El escritor cubano exiliado en Estados Unidos, Guillermo Rosales, escribió en 1987 Boarding Home, una excepcional novela de la locura, que hoy me sirve de referente en mis estudios de posgrado. Solo diez años después su novela fue conocida, cuando se tradujo y publicó en Europa como La casa de los náufragos. Si en una década ningún editor hubiera apostado por esta obra “vieja” u “obsoleta”, hoy no sabríamos quién era Rosales ni qué motivó haber escrito las cautivadoras y amargas páginas por las cuáles es posible comprender no solo el pathos de la lejanía, sino el de la soledad. Sin ir más lejos, a Sor Juana se le vino a leer masivamente dos siglos después.

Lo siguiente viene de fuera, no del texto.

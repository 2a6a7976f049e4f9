//! Role-gated loan request workflow
//!
//! - [`action`]: actions, guards and action input as data
//! - [`policy`]: the static (status, role) → action table
//! - [`engine`]: applies actions and commits transitions
//! - [`history`]: the append-only audit trail

pub mod action;
pub mod engine;
pub mod history;
pub mod policy;

pub use action::{ActionEffect, ActionId, ActionInput, Guard, OfferInput, WorkflowAction};
pub use engine::{ActionAvailability, CommittedTransition, LoanEffect, TransitionOutcome, WorkflowEngine};
pub use history::HistoryEntry;
pub use policy::WorkflowPolicy;
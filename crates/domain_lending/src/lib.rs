//! Lending Domain - Loan lifecycle core
//!
//! This crate holds the business rules of a secured micro-loan:
//!
//! - **Workflow**: a role-gated state machine over loan requests, defined as
//!   a static table of actions with guards ([`workflow`])
//! - **Amortization**: reducing-balance schedules with exact principal
//!   reconciliation on the final row ([`amortization`])
//! - **Reconciliation**: exactly-once application of gateway-confirmed
//!   payments to installments ([`reconciler`])
//! - **Overdue sweep**: periodic, single-flight reclassification of unpaid
//!   installments ([`sweeper`])
//! - **Status sync**: moves a disbursed request to match its loan after a
//!   payment or sweep commits ([`status_sync`])
//! - **Gateway boundary**: signature verification, callback normalization
//!   and order creation ([`gateway`], [`checkout`])
//!
//! Storage and the notification outbox are reached only through the traits
//! in [`ports`]; the `mock` feature provides in-memory implementations.

pub mod amortization;
pub mod checkout;
pub mod error;
pub mod events;
pub mod gateway;
pub mod loan;
pub mod notification;
pub mod payment;
pub mod ports;
pub mod reconciler;
pub mod request;
pub mod retry;
pub mod status_sync;
pub mod sweeper;
pub mod workflow;

pub use amortization::{AmortizationCalculator, AmortizationSchedule, ScheduleRow};
pub use checkout::{CallbackOutcome, CheckoutOrder, CheckoutService, CreateOrder, OrderStatus, PaymentOrder};
pub use error::LendingError;
pub use events::{EventBus, LendingEvent};
pub use gateway::{GatewayAdapter, GatewayCredentials, GatewayEvent, SignedGatewayRequest, SETTLEMENT_CURRENCY};
pub use loan::{EmiInstallment, InstallmentStatus, Loan, LoanStatus};
pub use notification::{Channel, DeliveryStatus, NotificationJob, NotificationTemplate, QueuedNotification, RetryPolicy};
pub use payment::{Payment, PaymentMethod};
pub use ports::{LoanRequestPort, NotificationQueue, PaymentOrderPort, RepaymentPort, RepaymentTx, RequestQuery};
pub use reconciler::{ApplyOutcome, PaymentApplication, PaymentConfirmation, PaymentReconciler};
pub use request::{Actor, BankDetails, ContactDetails, LoanRequest, NewLoanRequest, OfferTerms, RequestStatus, Role};
pub use retry::retry_on_conflict;
pub use status_sync::StatusSync;
pub use sweeper::{spawn_sweeper, OverdueSweeper, SweepOutcome, SweepReport, SweeperConfig, SweeperHandle};
pub use workflow::{
    ActionAvailability, ActionEffect, ActionId, ActionInput, Guard, HistoryEntry, OfferInput, TransitionOutcome,
    WorkflowAction, WorkflowEngine, WorkflowPolicy,
};
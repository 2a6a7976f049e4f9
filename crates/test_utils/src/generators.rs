//! Property-Based Test Generators
//!
//! Proptest strategies for loan terms, parties and workflow vocabulary.

use chrono::{Duration, NaiveDate};
use core_kernel::{LoanRequestId, PartyId};
use domain_lending::workflow::ActionId;
use domain_lending::{RequestStatus, Role};
use proptest::prelude::*;
use rust_decimal::Decimal;

/// Principal between 1,000.00 and 10,000,000.00
pub fn principal_strategy() -> impl Strategy<Value = Decimal> {
    (100_000i64..1_000_000_000i64).prop_map(|minor| Decimal::new(minor, 2))
}

/// Annual percentage rate between 0% and 36%, two decimal places
pub fn annual_rate_strategy() -> impl Strategy<Value = Decimal> {
    (0u32..=3600u32).prop_map(|n| Decimal::new(n as i64, 2))
}

/// Strictly positive annual rate, as an offer requires
pub fn offer_rate_strategy() -> impl Strategy<Value = Decimal> {
    (1u32..=3600u32).prop_map(|n| Decimal::new(n as i64, 2))
}

pub fn tenure_strategy() -> impl Strategy<Value = u32> {
    1u32..=60u32
}

/// First payment dates across several years, including month ends
pub fn first_payment_date_strategy() -> impl Strategy<Value = NaiveDate> {
    (0i64..(365 * 4)).prop_map(|days| {
        NaiveDate::from_ymd_opt(2024, 1, 1).unwrap() + Duration::days(days)
    })
}

/// Complete loan terms: (principal, annual rate percent, tenure, first payment)
pub fn loan_terms_strategy() -> impl Strategy<Value = (Decimal, Decimal, u32, NaiveDate)> {
    (
        principal_strategy(),
        annual_rate_strategy(),
        tenure_strategy(),
        first_payment_date_strategy(),
    )
}

pub fn request_status_strategy() -> impl Strategy<Value = RequestStatus> {
    proptest::sample::select(RequestStatus::ALL.to_vec())
}

pub fn role_strategy() -> impl Strategy<Value = Role> {
    proptest::sample::select(Role::ALL.to_vec())
}

pub fn action_strategy() -> impl Strategy<Value = ActionId> {
    proptest::sample::select(ActionId::ALL.to_vec())
}

pub fn district_strategy() -> impl Strategy<Value = String> {
    prop_oneof![
        Just("Ernakulam".to_string()),
        Just("Thrissur".to_string()),
        Just("Kozhikode".to_string()),
        "[A-Z][a-z]{3,12}",
    ]
}

/// Gateway-style transaction references
pub fn external_reference_strategy() -> impl Strategy<Value = String> {
    "GW-[A-Z0-9]{12}"
}

pub fn party_id_strategy() -> impl Strategy<Value = PartyId> {
    any::<[u8; 16]>().prop_map(|bytes| PartyId::from_uuid(uuid::Uuid::from_bytes(bytes)))
}

pub fn request_id_strategy() -> impl Strategy<Value = LoanRequestId> {
    any::<[u8; 16]>().prop_map(|bytes| LoanRequestId::from_uuid(uuid::Uuid::from_bytes(bytes)))
}

#[cfg(test)]
mod tests {
    use super::*;

    proptest! {
        #[test]
        fn test_principal_has_two_decimal_places(principal in principal_strategy()) {
            prop_assert!(principal >= Decimal::new(1000, 0));
            prop_assert_eq!(principal.scale(), 2);
        }

        #[test]
        fn test_offer_rate_is_positive(rate in offer_rate_strategy()) {
            prop_assert!(rate > Decimal::ZERO);
        }

        #[test]
        fn test_tenure_in_range(tenure in tenure_strategy()) {
            prop_assert!((1..=60).contains(&tenure));
        }

        #[test]
        fn test_reference_shape(reference in external_reference_strategy()) {
            prop_assert!(reference.starts_with("GW-"));
            prop_assert_eq!(reference.len(), 15);
        }
    }
}
//! Ports and Adapters Infrastructure
//!
//! The lending domain talks to storage and to the notification queue only
//! through port traits. Each port extends [`DomainPort`] and reports failures
//! as [`PortError`], so the PostgreSQL adapters in `infra_db` and the
//! in-memory adapters used by tests are interchangeable.
//!
//! ```text
//!   WorkflowEngine / PaymentReconciler / OverdueSweeper
//!                       │
//!                       ▼
//!     LoanRequestPort  RepaymentPort  NotificationQueue
//!            ▲               ▲               ▲
//!     ┌──────┴──────┐  ┌─────┴─────┐  ┌──────┴──────┐
//!     │  PostgreSQL │  │ PostgreSQL│  │ Outbox table│
//!     │  / memory   │  │ / memory  │  │  / memory   │
//!     └─────────────┘  └───────────┘  └─────────────┘
//! ```

use std::fmt;
use serde::{Deserialize, Serialize};
use thiserror::Error;

/// Error type for port operations
///
/// All adapters map their native failures into this enum. `Conflict` is the
/// only variant callers are expected to retry.
#[derive(Debug, Error)]
pub enum PortError {
    /// The requested entity was not found
    #[error("Not found: {entity_type} with id {id}")]
    NotFound {
        entity_type: String,
        id: String,
    },

    /// A validation error occurred
    #[error("Validation error: {message}")]
    Validation {
        message: String,
        field: Option<String>,
    },

    /// Concurrent modification or lost race on a unique key; safe to retry
    #[error("Conflict: {message}")]
    Conflict {
        message: String,
    },

    /// Connection to the underlying system failed
    #[error("Connection error: {message}")]
    Connection {
        message: String,
        #[source]
        source: Option<Box<dyn std::error::Error + Send + Sync>>,
    },

    /// The operation timed out
    #[error("Timeout after {duration_ms}ms: {operation}")]
    Timeout {
        operation: String,
        duration_ms: u64,
    },

    /// An internal error occurred
    #[error("Internal error: {message}")]
    Internal {
        message: String,
        #[source]
        source: Option<Box<dyn std::error::Error + Send + Sync>>,
    },
}

impl PortError {
    /// Creates a NotFound error
    pub fn not_found(entity_type: impl Into<String>, id: impl fmt::Display) -> Self {
        PortError::NotFound {
            entity_type: entity_type.into(),
            id: id.to_string(),
        }
    }

    /// Creates a Validation error
    pub fn validation(message: impl Into<String>) -> Self {
        PortError::Validation {
            message: message.into(),
            field: None,
        }
    }

    /// Creates a Conflict error
    pub fn conflict(message: impl Into<String>) -> Self {
        PortError::Conflict {
            message: message.into(),
        }
    }

    /// Creates a Connection error
    pub fn connection(message: impl Into<String>) -> Self {
        PortError::Connection {
            message: message.into(),
            source: None,
        }
    }

    /// Creates an Internal error
    pub fn internal(message: impl Into<String>) -> Self {
        PortError::Internal {
            message: message.into(),
            source: None,
        }
    }

    /// Returns true if this error indicates a transient failure that may succeed on retry
    pub fn is_transient(&self) -> bool {
        matches!(
            self,
            PortError::Conflict { .. } | PortError::Connection { .. } | PortError::Timeout { .. }
        )
    }

    /// Returns true if this error indicates the entity was not found
    pub fn is_not_found(&self) -> bool {
        matches!(self, PortError::NotFound { .. })
    }
}

/// Marker trait for all domain ports
pub trait DomainPort: Send + Sync + 'static {}

/// Health status for an adapter
#[derive(Debug, Clone, Copy, PartialEq, Eq, Serialize, Deserialize)]
#[serde(rename_all = "snake_case")]
pub enum AdapterHealth {
    Healthy,
    Degraded,
    Unhealthy,
}

/// Health check result for an adapter
#[derive(Debug, Clone, Serialize, Deserialize)]
pub struct HealthCheckResult {
    /// Adapter identifier
    pub adapter_id: String,
    /// Current health status
    pub status: AdapterHealth,
    /// Latency of the health check in milliseconds
    pub latency_ms: u64,
    /// Optional message with additional details
    pub message: Option<String>,
    /// Timestamp of the health check
    pub checked_at: chrono::DateTime<chrono::Utc>,
}

impl HealthCheckResult {
    /// Returns true when the adapter can serve traffic
    pub fn is_ready(&self) -> bool {
        !matches!(self.status, AdapterHealth::Unhealthy)
    }
}

/// Trait for adapters that support health checks
#[async_trait::async_trait]
pub trait HealthCheckable: Send + Sync {
    /// Performs a health check on the adapter
    async fn health_check(&self) -> HealthCheckResult;
}

#[cfg(test)]
mod tests {
    use super::*;

    #[test]
    fn test_port_error_not_found() {
        let error = PortError::not_found("Loan", "123");
        assert!(error.is_not_found());
        assert!(!error.is_transient());
        assert!(error.to_string().contains("Loan"));
        assert!(error.to_string().contains("123"));
    }

    #[test]
    fn test_port_error_transient() {
        let timeout = PortError::Timeout {
            operation: "lock_loan".to_string(),
            duration_ms: 5000,
        };
        assert!(timeout.is_transient());
        assert!(PortError::conflict("serialization failure").is_transient());
        assert!(!PortError::validation("bad input").is_transient());
    }

    #[test]
    fn test_health_result_readiness() {
        let result = HealthCheckResult {
            adapter_id: "postgres".to_string(),
            status: AdapterHealth::Degraded,
            latency_ms: 12,
            message: None,
            checked_at: chrono::Utc::now(),
        };
        assert!(result.is_ready());
    }
}
//! Test Data Builders
//!
//! Builders for seeding stores directly, without walking the workflow.
//! Tests specify only the fields they care about; everything else comes from
//! the fixtures.

use chrono::{DateTime, NaiveDate, Utc};
use core_kernel::{Currency, LoanRequestId, PartyId, Rate};
use domain_lending::{
    AmortizationCalculator, BankDetails, ContactDetails, EmiInstallment, HistoryEntry, Loan,
    LoanRequest, NewLoanRequest, OfferTerms, RequestStatus,
};
use domain_lending::workflow::ActionId;
use rust_decimal::Decimal;

use crate::fixtures::{AmountFixtures, PartyFixtures, StringFixtures, TemporalFixtures};

/// Builder for loan requests in any status
pub struct TestLoanRequestBuilder {
    customer_id: PartyId,
    requested_amount: Decimal,
    currency: Currency,
    district: String,
    status: RequestStatus,
    offer: Option<OfferTerms>,
    assigned_agent_id: Option<PartyId>,
    inspection_date: Option<DateTime<Utc>>,
    bank_details: Option<BankDetails>,
    contact: ContactDetails,
    created_at: DateTime<Utc>,
}

impl Default for TestLoanRequestBuilder {
    fn default() -> Self {
        Self::new()
    }
}

impl TestLoanRequestBuilder {
    pub fn new() -> Self {
        Self {
            customer_id: PartyId::new(),
            requested_amount: AmountFixtures::principal(),
            currency: AmountFixtures::currency(),
            district: StringFixtures::district().to_string(),
            status: RequestStatus::Pending,
            offer: None,
            assigned_agent_id: None,
            inspection_date: None,
            bank_details: None,
            contact: PartyFixtures::contact(),
            created_at: TemporalFixtures::submitted_at(),
        }
    }

    pub fn with_customer(mut self, customer_id: PartyId) -> Self {
        self.customer_id = customer_id;
        self
    }

    pub fn with_amount(mut self, amount: Decimal) -> Self {
        self.requested_amount = amount;
        self
    }

    pub fn with_district(mut self, district: impl Into<String>) -> Self {
        self.district = district.into();
        self
    }

    pub fn with_status(mut self, status: RequestStatus) -> Self {
        self.status = status;
        self
    }

    /// Records the reference offer terms
    pub fn with_offer(mut self) -> Self {
        self.offer = Some(OfferTerms {
            amount: AmountFixtures::principal(),
            tenure_months: AmountFixtures::tenure_months(),
            annual_rate: AmountFixtures::annual_rate_percent(),
        });
        self
    }

    pub fn with_agent(mut self, agent_id: PartyId) -> Self {
        self.assigned_agent_id = Some(agent_id);
        self.inspection_date = Some(TemporalFixtures::inspection_at());
        self
    }

    pub fn with_bank_details(mut self) -> Self {
        self.bank_details = Some(PartyFixtures::bank_details());
        self
    }

    pub fn with_contact(mut self, contact: ContactDetails) -> Self {
        self.contact = contact;
        self
    }

    pub fn created_at(mut self, at: DateTime<Utc>) -> Self {
        self.created_at = at;
        self
    }

    /// The submission a customer would send for this request
    pub fn submission(&self) -> NewLoanRequest {
        NewLoanRequest {
            customer_id: self.customer_id,
            requested_amount: self.requested_amount,
            currency: self.currency,
            asset_descriptor: StringFixtures::asset_descriptor().to_string(),
            district: self.district.clone(),
            contact: self.contact.clone(),
        }
    }

    pub fn build(self) -> LoanRequest {
        LoanRequest {
            id: LoanRequestId::new_v7(),
            customer_id: self.customer_id,
            requested_amount: self.requested_amount,
            currency: self.currency,
            asset_descriptor: StringFixtures::asset_descriptor().to_string(),
            district: self.district,
            status: self.status,
            offer: self.offer,
            assigned_agent_id: self.assigned_agent_id,
            inspection_date: self.inspection_date,
            bank_details: self.bank_details,
            contact: self.contact,
            created_at: self.created_at,
            updated_at: self.created_at,
        }
    }

    /// The request together with the history entry its submission writes
    pub fn build_submitted(self) -> (LoanRequest, HistoryEntry) {
        let customer = domain_lending::Actor::customer(self.customer_id);
        let request = self.build();
        let entry = HistoryEntry::new(
            request.id,
            ActionId::SubmitRequest,
            &customer,
            None,
            request.status,
            request.created_at,
        );
        (request, entry)
    }
}

/// Builder for an originated loan and its schedule
pub struct TestLoanBuilder {
    request_id: LoanRequestId,
    principal: Decimal,
    annual_rate: Rate,
    tenure_months: u32,
    disbursed_on: NaiveDate,
    first_payment_date: NaiveDate,
}

impl TestLoanBuilder {
    pub fn new(request_id: LoanRequestId) -> Self {
        Self {
            request_id,
            principal: AmountFixtures::principal(),
            annual_rate: AmountFixtures::annual_rate(),
            tenure_months: AmountFixtures::tenure_months(),
            disbursed_on: TemporalFixtures::disbursed_on(),
            first_payment_date: TemporalFixtures::first_payment_date(),
        }
    }

    pub fn with_terms(mut self, principal: Decimal, annual_rate_percent: Decimal, tenure_months: u32) -> Self {
        self.principal = principal;
        self.annual_rate = Rate::annual_percent(annual_rate_percent);
        self.tenure_months = tenure_months;
        self
    }

    pub fn first_payment_on(mut self, date: NaiveDate) -> Self {
        self.first_payment_date = date;
        self
    }

    /// # Panics
    ///
    /// Panics if the terms do not produce a schedule
    pub fn build(self) -> (Loan, Vec<EmiInstallment>) {
        let schedule = AmortizationCalculator::new()
            .schedule(self.principal, self.annual_rate, self.tenure_months, self.first_payment_date)
            .expect("test loan terms must be valid");
        Loan::originate(
            self.request_id,
            AmountFixtures::currency(),
            &schedule,
            self.disbursed_on,
            Utc::now(),
        )
    }
}
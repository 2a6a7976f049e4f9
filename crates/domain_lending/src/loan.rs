//! Loan aggregate and its installments
//!
//! A loan is originated exactly once, when its request is disbursed. Its
//! aggregates (paid count, total paid, overdue count, remaining balance) are
//! always re-derived from the installment rows, never incremented in place.

use chrono::{DateTime, NaiveDate, Utc};
use rust_decimal::Decimal;
use serde::{Deserialize, Serialize};
use std::fmt;
use std::str::FromStr;

use core_kernel::{Currency, InstallmentId, LoanId, LoanRequestId, Rate};

use crate::amortization::{AmortizationSchedule, ScheduleRow};
use crate::error::LendingError;

/// Lifecycle status of a loan
#[derive(Debug, Clone, Copy, PartialEq, Eq, Hash, Serialize, Deserialize)]
#[serde(rename_all = "snake_case")]
pub enum LoanStatus {
    Active,
    Completed,
    Defaulted,
}

impl LoanStatus {
    pub fn as_str(&self) -> &'static str {
        match self {
            LoanStatus::Active => "active",
            LoanStatus::Completed => "completed",
            LoanStatus::Defaulted => "defaulted",
        }
    }
}

impl fmt::Display for LoanStatus {
    fn fmt(&self, f: &mut fmt::Formatter<'_>) -> fmt::Result {
        f.write_str(self.as_str())
    }
}

impl FromStr for LoanStatus {
    type Err = LendingError;

    fn from_str(s: &str) -> Result<Self, Self::Err> {
        match s {
            "active" => Ok(LoanStatus::Active),
            "completed" => Ok(LoanStatus::Completed),
            "defaulted" => Ok(LoanStatus::Defaulted),
            other => Err(LendingError::validation(format!("Unknown loan status: {}", other))),
        }
    }
}

/// Status of a single installment
#[derive(Debug, Clone, Copy, PartialEq, Eq, Hash, Serialize, Deserialize)]
#[serde(rename_all = "snake_case")]
pub enum InstallmentStatus {
    Pending,
    Paid,
    Overdue,
    Defaulted,
}

impl InstallmentStatus {
    pub fn as_str(&self) -> &'static str {
        match self {
            InstallmentStatus::Pending => "pending",
            InstallmentStatus::Paid => "paid",
            InstallmentStatus::Overdue => "overdue",
            InstallmentStatus::Defaulted => "defaulted",
        }
    }

    /// Pending and overdue installments can still receive a payment
    pub fn is_open(&self) -> bool {
        matches!(self, InstallmentStatus::Pending | InstallmentStatus::Overdue)
    }
}

impl fmt::Display for InstallmentStatus {
    fn fmt(&self, f: &mut fmt::Formatter<'_>) -> fmt::Result {
        f.write_str(self.as_str())
    }
}

impl FromStr for InstallmentStatus {
    type Err = LendingError;

    fn from_str(s: &str) -> Result<Self, Self::Err> {
        match s {
            "pending" => Ok(InstallmentStatus::Pending),
            "paid" => Ok(InstallmentStatus::Paid),
            "overdue" => Ok(InstallmentStatus::Overdue),
            "defaulted" => Ok(InstallmentStatus::Defaulted),
            other => Err(LendingError::validation(format!("Unknown installment status: {}", other))),
        }
    }
}

/// One scheduled repayment
#[derive(Debug, Clone, PartialEq, Serialize, Deserialize)]
pub struct EmiInstallment {
    pub id: InstallmentId,
    pub loan_id: LoanId,
    pub sequence: u32,
    pub due_date: NaiveDate,
    pub scheduled_amount: Decimal,
    pub principal: Decimal,
    pub interest: Decimal,
    /// Balance outstanding after this installment is paid, per the schedule
    pub remaining_balance: Decimal,
    pub status: InstallmentStatus,
    pub paid_at: Option<DateTime<Utc>>,
    pub paid_amount: Option<Decimal>,
    pub late_fee: Decimal,
}

impl EmiInstallment {
    pub fn from_row(loan_id: LoanId, row: &ScheduleRow) -> Self {
        Self {
            id: InstallmentId::new_v7(),
            loan_id,
            sequence: row.sequence,
            due_date: row.due_date,
            scheduled_amount: row.payment,
            principal: row.principal,
            interest: row.interest,
            remaining_balance: row.remaining_balance,
            status: InstallmentStatus::Pending,
            paid_at: None,
            paid_amount: None,
            late_fee: Decimal::ZERO,
        }
    }

    /// Amount that settles this installment: scheduled amount plus late fee
    pub fn due_amount(&self) -> Decimal {
        self.scheduled_amount + self.late_fee
    }

    pub fn mark_paid(&mut self, at: DateTime<Utc>) {
        self.paid_amount = Some(self.due_amount());
        self.paid_at = Some(at);
        self.status = InstallmentStatus::Paid;
    }

    /// The persisted schedule row shape
    pub fn schedule_row(&self) -> ScheduleRow {
        ScheduleRow {
            sequence: self.sequence,
            due_date: self.due_date,
            payment: self.scheduled_amount,
            principal: self.principal,
            interest: self.interest,
            remaining_balance: self.remaining_balance,
        }
    }
}

/// A disbursed loan
#[derive(Debug, Clone, PartialEq, Serialize, Deserialize)]
pub struct Loan {
    pub id: LoanId,
    pub request_id: LoanRequestId,
    pub principal: Decimal,
    pub currency: Currency,
    pub tenure_months: u32,
    pub annual_rate: Rate,
    pub emi_amount: Decimal,
    pub total_paid: Decimal,
    pub paid_installments: u32,
    pub overdue_installments: u32,
    pub remaining_balance: Decimal,
    pub disbursed_on: NaiveDate,
    pub first_payment_date: NaiveDate,
    pub status: LoanStatus,
    pub created_at: DateTime<Utc>,
    pub updated_at: DateTime<Utc>,
}

impl Loan {
    /// Creates the loan and its installments from a computed schedule
    pub fn originate(
        request_id: LoanRequestId,
        currency: Currency,
        schedule: &AmortizationSchedule,
        disbursed_on: NaiveDate,
        now: DateTime<Utc>,
    ) -> (Self, Vec<EmiInstallment>) {
        let loan = Self {
            id: LoanId::new_v7(),
            request_id,
            principal: schedule.principal,
            currency,
            tenure_months: schedule.tenure_months,
            annual_rate: schedule.annual_rate,
            emi_amount: schedule.emi_amount,
            total_paid: Decimal::ZERO,
            paid_installments: 0,
            overdue_installments: 0,
            remaining_balance: schedule.principal,
            disbursed_on,
            first_payment_date: schedule.first_payment_date,
            status: LoanStatus::Active,
            created_at: now,
            updated_at: now,
        };
        let installments = schedule
            .rows
            .iter()
            .map(|row| EmiInstallment::from_row(loan.id, row))
            .collect();
        (loan, installments)
    }

    /// Re-derives every aggregate from a fresh read of the installments
    ///
    /// An active loan whose installments are all paid becomes `Completed`.
    pub fn recompute(&mut self, installments: &[EmiInstallment], now: DateTime<Utc>) {
        let paid: Vec<_> = installments
            .iter()
            .filter(|i| i.status == InstallmentStatus::Paid)
            .collect();

        self.paid_installments = paid.len() as u32;
        self.total_paid = paid
            .iter()
            .map(|i| i.paid_amount.unwrap_or_else(|| i.due_amount()))
            .sum();
        self.overdue_installments = installments
            .iter()
            .filter(|i| i.status == InstallmentStatus::Overdue)
            .count() as u32;
        self.remaining_balance = installments
            .iter()
            .filter(|i| i.status != InstallmentStatus::Paid)
            .map(|i| i.principal)
            .sum();

        if self.status == LoanStatus::Active
            && !installments.is_empty()
            && paid.len() == installments.len()
        {
            self.status = LoanStatus::Completed;
        }
        self.updated_at = now;
    }

    pub fn is_active(&self) -> bool {
        self.status == LoanStatus::Active
    }
}

/// Sum of the amounts due on the first `count` of `open`
///
/// `open` holds a loan's pending and overdue installments, earliest due
/// first. Checkout prices orders with this and the reconciler checks every
/// confirmation against it.
pub fn amount_due(open: &[EmiInstallment], count: u32) -> Result<Decimal, LendingError> {
    if count == 0 {
        return Err(LendingError::validation("Installment count must be at least one"));
    }
    if count as usize > open.len() {
        return Err(LendingError::validation(format!("Only {} installments are open", open.len())));
    }
    Ok(open.iter().take(count as usize).map(|i| i.due_amount()).sum())
}

#[cfg(test)]
mod tests {
    use super::*;
    use crate::amortization::AmortizationCalculator;
    use rust_decimal_macros::dec;

    fn originate() -> (Loan, Vec<EmiInstallment>) {
        let first = NaiveDate::from_ymd_opt(2024, 2, 10).unwrap();
        let schedule = AmortizationCalculator
            .schedule(dec!(45000), Rate::annual_percent(dec!(12)), 12, first)
            .unwrap();
        Loan::originate(
            LoanRequestId::new(),
            Currency::INR,
            &schedule,
            NaiveDate::from_ymd_opt(2024, 1, 10).unwrap(),
            Utc::now(),
        )
    }

    #[test]
    fn test_originate_copies_schedule() {
        let (loan, installments) = originate();
        assert_eq!(installments.len(), 12);
        assert!(installments.iter().all(|i| i.loan_id == loan.id));
        assert!(installments.iter().all(|i| i.status == InstallmentStatus::Pending));
        assert_eq!(loan.remaining_balance, dec!(45000));
        assert_eq!(loan.emi_amount, dec!(3998.20));
    }

    #[test]
    fn test_recompute_from_installments() {
        let (mut loan, mut installments) = originate();
        installments[0].mark_paid(Utc::now());
        installments[1].status = InstallmentStatus::Overdue;

        loan.recompute(&installments, Utc::now());

        assert_eq!(loan.paid_installments, 1);
        assert_eq!(loan.total_paid, dec!(3998.20));
        assert_eq!(loan.overdue_installments, 1);
        assert_eq!(loan.remaining_balance, dec!(41451.80));
        assert_eq!(loan.status, LoanStatus::Active);
    }

    #[test]
    fn test_recompute_completes_when_all_paid() {
        let (mut loan, mut installments) = originate();
        for installment in installments.iter_mut() {
            installment.mark_paid(Utc::now());
        }

        loan.recompute(&installments, Utc::now());

        assert_eq!(loan.status, LoanStatus::Completed);
        assert_eq!(loan.remaining_balance, dec!(0));
    }

    #[test]
    fn test_amount_due_sums_next_installments() {
        let (_, mut installments) = originate();
        installments[0].late_fee = dec!(100);
        assert_eq!(amount_due(&installments, 2).unwrap(), dec!(8096.40));
        assert!(matches!(amount_due(&installments, 0), Err(LendingError::Validation(_))));
        assert!(matches!(amount_due(&installments[..2], 3), Err(LendingError::Validation(_))));
    }

    #[test]
    fn test_due_amount_includes_late_fee() {
        let (_, mut installments) = originate();
        installments[0].late_fee = dec!(100);
        assert_eq!(installments[0].due_amount(), dec!(4098.20));
    }
}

Estoy segura de que los lectores de esta columna tendrán miles de ejemplos similares, algunos mucho más trágicos; queda expuesta la cuestión del tiempo. Los lectores son cosa del futuro, pensaba Monterroso que, como tantos autores, vivió preocupado por el tránsito hacia la posteridad. Tengo la certeza de que mi padre murió angustiado por no saber qué pasaría con los varios libros que dejó inéditos y que ya ni en Cuba se animaban a publicarle, por razones políticas o económicas. Qué hace un escritor con libros durmiendo el sueño imperecedero de un archivo en una computadora que, tras su desaparición física, la mayoría de las veces no volverá a despertar.
A mi padre y a nuestros autores les prometo la corta justicia que está en nuestras manos. Y me prometo a mí misma cultivar el ejercicio de decir, aunque ello ponga en riesgo incluso mis publicaciones futuras. La literatura se trata, sobre todo, de saltar las barreras, de enfrentarse a lo desconocido, no sin miedo, pero sí sin remedio.